● Task details: Every line below from the one containing "assert!(!tree.is_empty());" through the one containing "there is one." must be transcribed exactly. Omit all lines outside that stretch.

● Data to examine:
use super::*;

/// Treats a missing or `null` value as the type's default.
pub(crate) fn deserialize_null_default<'de, D, T>(
  deserializer: D,
) -> Result<T, D::Error>
where
  D: Deserializer<'de>,
  T: Default + Deserialize<'de>,
{
  Ok(Option::<T>::deserialize(deserializer)?.unwrap_or_default())
}

pub(crate) fn deserialize_parent_id<'de, D>(
  deserializer: D,
) -> Result<Option<CommentId>, D::Error>
where
  D: Deserializer<'de>,
{
  Ok(
    Option::<i64>::deserialize(deserializer)?
      .filter(|id| *id != 0)
      .map(CommentId),
  )
}

pub(crate) fn format_timestamp<Tz>(time: &DateTime<Tz>) -> String
where
  Tz: TimeZone,
  Tz::Offset: Display,
{
  time.format("%d.%m.%Y, %H:%M:%S").to_string()
}

/// Replaces control characters so user text cannot drive the terminal.
pub(crate) fn terminal_text(text: &str) -> String {
  text
    .chars()
    .map(|ch| {
      if ch == '\n' || ch == '\t' {
        ' '
      } else if ch.is_control() {
        char::REPLACEMENT_CHARACTER
      } else {
        ch
      }
    })
    .collect()
}

pub(crate) fn truncate(text: &str, max_chars: usize) -> String {
  if text.chars().count() <= max_chars {
    return text.to_string();
  }

  let mut result = String::new();

  for (idx, ch) in text.chars().enumerate() {
    if idx >= max_chars {
      result.push_str("...");
      break;
    }

    result.push(ch);
  }

  result.trim_end().to_string()
}

pub(crate) fn wrap_text(text: &str, width: usize) -> Vec<String> {
  if text.is_empty() {
    return Vec::new();
  }

  let mut lines = Vec::new();
  let mut current = String::new();
  let mut current_width = 0;

  for word in text.split_whitespace() {
    let word_width = word.chars().count();

    if current.is_empty() {
      current.push_str(word);
      current_width = word_width;
    } else if current_width + 1 + word_width <= width {
      current.push(' ');
      current.push_str(word);
      current_width += 1 + word_width;
    } else {
      lines.push(current);
      current = word.to_string();
      current_width = word_width;
    }
  }

  if !current.is_empty() {
    lines.push(current);
  }

  if lines.is_empty() {
    vec![text.to_string()]
  } else {
    lines
  }
}
use super::*;

#[derive(Clone, Copy, Debug, PartialEq, Eq)]
pub(crate) enum Action {
  CancelDelete,
  CancelForm,
  CancelSearch,
  ClearSearch,
  ComposeRoot,
  ConfirmDelete,
  Delete,
  HideHelp,
  LeaveForm,
  None,
  OpenInBrowser,
  Quit,
  Reload,
  Reply,
  ShowHelp,
  ShowReplies,
  StartSearch,
  SubmitForm,
  SubmitSearch,
}

/// Outcome of dispatching one action: the I/O to perform and whether the
/// app should stop.
pub(crate) struct ActionDispatch {
  pub(crate) effects: Vec<Effect>,
  pub(crate) should_exit: bool,
}
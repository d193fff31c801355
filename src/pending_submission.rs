use super::*;

pub(crate) struct PendingSubmission {
  pub(crate) request_id: u64,
  pub(crate) target: FormTarget,
}
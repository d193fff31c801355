use {super::*, thiserror::Error};

#[derive(Clone, Copy, Debug, Error, PartialEq, Eq)]
pub(crate) enum ValidationError {
  #[error("Author must be at most {max} bytes.")]
  AuthorTooLong { max: usize },
  #[error("Please fill in both author and comment.")]
  Blank,
  #[error("Comment must be at most {max} bytes.")]
  ContentTooLong { max: usize },
}

/// Body of `POST /comments`. `parent_id` is sent as `null` for a root
/// comment.
#[derive(Clone, Debug, PartialEq, Eq, Serialize)]
pub(crate) struct NewComment {
  pub(crate) author: String,
  pub(crate) content: String,
  pub(crate) parent_id: Option<CommentId>,
}

impl NewComment {
  // The backend measures both limits in UTF-8 bytes.
  const MAX_AUTHOR_BYTES: usize = 50;
  const MAX_CONTENT_BYTES: usize = 1000;

  pub(crate) fn new(
    author: &str,
    content: &str,
    parent_id: Option<CommentId>,
  ) -> Result<Self, ValidationError> {
    let (author, content) = (author.trim(), content.trim());

    if author.is_empty() || content.is_empty() {
      return Err(ValidationError::Blank);
    }

    if author.len() > Self::MAX_AUTHOR_BYTES {
      return Err(ValidationError::AuthorTooLong {
        max: Self::MAX_AUTHOR_BYTES,
      });
    }

    if content.len() > Self::MAX_CONTENT_BYTES {
      return Err(ValidationError::ContentTooLong {
        max: Self::MAX_CONTENT_BYTES,
      });
    }

    Ok(Self {
      author: author.to_string(),
      content: content.to_string(),
      parent_id,
    })
  }
}
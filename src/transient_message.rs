use super::*;

#[derive(Clone, Copy, Debug, PartialEq, Eq)]
pub(crate) enum NoticeKind {
  Error,
  Success,
}

impl NoticeKind {
  pub(crate) fn color(self) -> Color {
    match self {
      Self::Error => Color::Red,
      Self::Success => Color::Green,
    }
  }
}

/// A status-line notice that disappears after a few seconds.
#[derive(Clone)]
pub(crate) struct TransientMessage {
  current: String,
  expires_at: Instant,
  kind: NoticeKind,
}

impl TransientMessage {
  const LIFETIME: Duration = Duration::from_secs(3);

  pub(crate) fn current(&self) -> &str {
    &self.current
  }

  #[cfg(test)]
  pub(crate) fn expired(current: String, kind: NoticeKind) -> Self {
    Self {
      current,
      expires_at: Instant::now(),
      kind,
    }
  }

  pub(crate) fn is_expired(&self) -> bool {
    Instant::now() >= self.expires_at
  }

  pub(crate) fn kind(&self) -> NoticeKind {
    self.kind
  }

  pub(crate) fn new(current: String, kind: NoticeKind) -> Self {
    Self {
      current,
      expires_at: Instant::now() + Self::LIFETIME,
      kind,
    }
  }
}
use super::*;

/// In-memory view model of the loaded comments.
///
/// Rebuilt from scratch on every root load. A parent present in `children`
/// has had its replies fetched, even when the list is empty.
#[derive(Debug, Default)]
pub(crate) struct CommentTree {
  children: HashMap<CommentId, Vec<CommentId>>,
  nodes: HashMap<CommentId, Comment>,
  roots: Vec<CommentId>,
}

impl CommentTree {
  pub(crate) fn comment(&self, id: CommentId) -> Option<&Comment> {
    self.nodes.get(&id)
  }

  pub(crate) fn contains(&self, id: CommentId) -> bool {
    self.nodes.contains_key(&id)
  }

  pub(crate) fn from_roots(mut comments: Vec<Comment>) -> Self {
    sort_chronologically(&mut comments);

    let mut tree = Self::default();

    for comment in comments {
      if tree.nodes.contains_key(&comment.id) {
        continue;
      }

      tree.roots.push(comment.id);
      tree.nodes.insert(comment.id, comment);
    }

    tree
  }

  pub(crate) fn has_no_replies(&self, id: CommentId) -> bool {
    self.children.get(&id).is_some_and(Vec::is_empty)
  }

  pub(crate) fn is_empty(&self) -> bool {
    self.roots.is_empty()
  }

  pub(crate) fn replies_loaded(&self, id: CommentId) -> bool {
    self.children.contains_key(&id)
  }

  /// Attaches one level of replies under `parent`, oldest first.
  ///
  /// Returns `false` when `parent` is not in the tree or already has its
  /// replies. Replies whose id is already present are skipped so the tree
  /// cannot form a cycle.
  pub(crate) fn set_replies(
    &mut self,
    parent: CommentId,
    mut replies: Vec<Comment>,
  ) -> bool {
    if !self.nodes.contains_key(&parent) || self.replies_loaded(parent) {
      return false;
    }

    sort_chronologically(&mut replies);

    let mut child_ids = Vec::with_capacity(replies.len());

    for reply in replies {
      if reply.id == parent || self.nodes.contains_key(&reply.id) {
        continue;
      }

      child_ids.push(reply.id);
      self.nodes.insert(reply.id, reply);
    }

    self.children.insert(parent, child_ids);

    true
  }

  /// Comment ids in display order with their depth: each root followed by
  /// its loaded replies, depth first.
  pub(crate) fn visible(&self) -> Vec<(CommentId, usize)> {
    let mut visible = Vec::with_capacity(self.nodes.len());

    let mut stack = self
      .roots
      .iter()
      .rev()
      .map(|id| (*id, 0))
      .collect::<Vec<_>>();

    while let Some((id, depth)) = stack.pop() {
      visible.push((id, depth));

      if let Some(children) = self.children.get(&id) {
        stack.extend(children.iter().rev().map(|child| (*child, depth + 1)));
      }
    }

    visible
  }
}

#[cfg(test)]
mod tests {
  use {super::*, crate::comment::sample};

  fn reply(id: i64, parent: i64, minute: u32) -> Comment {
    let mut comment = sample(id, minute);
    comment.parent_id = Some(CommentId(parent));
    comment.level = Some(1);
    comment
  }

  fn ids(tree: &CommentTree) -> Vec<(i64, usize)> {
    tree
      .visible()
      .into_iter()
      .map(|(id, depth)| (id.0, depth))
      .collect()
  }

  #[test]
  fn roots_are_sorted_chronologically() {
    let tree =
      CommentTree::from_roots(vec![sample(1, 20), sample(2, 5), sample(3, 10)]);

    assert_eq!(ids(&tree), vec![(2, 0), (3, 0), (1, 0)]);
  }

  #[test]
  fn replies_follow_their_parent() {
    let mut tree = CommentTree::from_roots(vec![sample(1, 0), sample(2, 1)]);

    assert!(tree.set_replies(
      CommentId(1),
      vec![reply(11, 1, 30), reply(10, 1, 20)]
    ));

    assert_eq!(ids(&tree), vec![(1, 0), (10, 1), (11, 1), (2, 0)]);
    assert!(tree.replies_loaded(CommentId(1)));
    assert!(!tree.replies_loaded(CommentId(2)));
  }

  #[test]
  fn empty_reply_list_is_remembered() {
    let mut tree = CommentTree::from_roots(vec![sample(1, 0)]);

    assert!(!tree.has_no_replies(CommentId(1)));

    tree.set_replies(CommentId(1), Vec::new());

    assert!(tree.has_no_replies(CommentId(1)));
  }

  #[test]
  fn replies_for_unknown_parent_are_rejected() {
    let mut tree = CommentTree::from_roots(vec![sample(1, 0)]);

    assert!(!tree.set_replies(CommentId(9), vec![reply(10, 9, 1)]));
    assert!(!tree.contains(CommentId(10)));
  }

  #[test]
  fn known_ids_are_not_attached_twice() {
    let mut tree = CommentTree::from_roots(vec![sample(1, 0), sample(2, 1)]);

    tree.set_replies(CommentId(1), vec![sample(2, 1), reply(3, 1, 2)]);

    assert_eq!(ids(&tree), vec![(1, 0), (3, 1), (2, 0)]);
  }

  #[test]
  fn second_reply_batch_keeps_the_first() {
    let mut tree = CommentTree::from_roots(vec![sample(1, 0)]);

    assert!(tree.set_replies(
      CommentId(1),
      vec![reply(10, 1, 1), reply(11, 1, 2)]
    ));
    assert!(!tree.set_replies(
      CommentId(1),
      vec![reply(10, 1, 1), reply(11, 1, 2)]
    ));

    assert_eq!(ids(&tree), vec![(1, 0), (10, 1), (11, 1)]);
    assert!(!tree.has_no_replies(CommentId(1)));
  }

  #[test]
  fn duplicate_roots_keep_first() {
    let tree = CommentTree::from_roots(vec![sample(1, 0), sample(1, 0)]);

    assert_eq!(tree.visible().len(), 1);
    assert!(!tree.is_empty());
  }
}
use {super::*, reqwest::StatusCode, thiserror::Error};

#[derive(Debug, Error)]
pub(crate) enum ClientError {
  #[error("could not decode response: {0}")]
  Decode(#[from] serde_json::Error),
  #[error(
    "HTTP error {status}{}",
    .message.as_ref().map(|message| format!(": {message}")).unwrap_or_default()
  )]
  Status {
    message: Option<String>,
    status: StatusCode,
  },
  #[error(transparent)]
  Transport(#[from] reqwest::Error),
}

#[derive(Deserialize)]
struct ErrorBody {
  error: Option<String>,
}

impl ClientError {
  /// Builds a `Status` error from a non-2xx response body, picking up the
  /// server's `{"error": ...}` message when there is one.
  pub(crate) fn from_status(status: StatusCode, body: &[u8]) -> Self {
    let message = serde_json::from_slice::<ErrorBody>(body)
      .ok()
      .and_then(|body| body.error)
      .map(|message| message.trim().to_string())
      .filter(|message| !message.is_empty());

    Self::Status { message, status }
  }

  /// The message to show a user, or `fallback` when the server gave none.
  pub(crate) fn user_message(&self, fallback: &str) -> String {
    match self {
      Self::Status {
        message: Some(message),
        ..
      } => message.clone(),
      _ => fallback.to_string(),
    }
  }
}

● Solution for this problem:
    assert!(!tree.is_empty());
  }
}
use {super::*, reqwest::StatusCode, thiserror::Error};

#[derive(Debug, Error)]
pub(crate) enum ClientError {
  #[error("could not decode response: {0}")]
  Decode(#[from] serde_json::Error),
  #[error(
    "HTTP error {status}{}",
    .message.as_ref().map(|message| format!(": {message}")).unwrap_or_default()
  )]
  Status {
    message: Option<String>,
    status: StatusCode,
  },
  #[error(transparent)]
  Transport(#[from] reqwest::Error),
}

#[derive(Deserialize)]
struct ErrorBody {
  error: Option<String>,
}

impl ClientError {
  /// Builds a `Status` error from a non-2xx response body, picking up the
  /// server's `{"error": ...}` message when there is one.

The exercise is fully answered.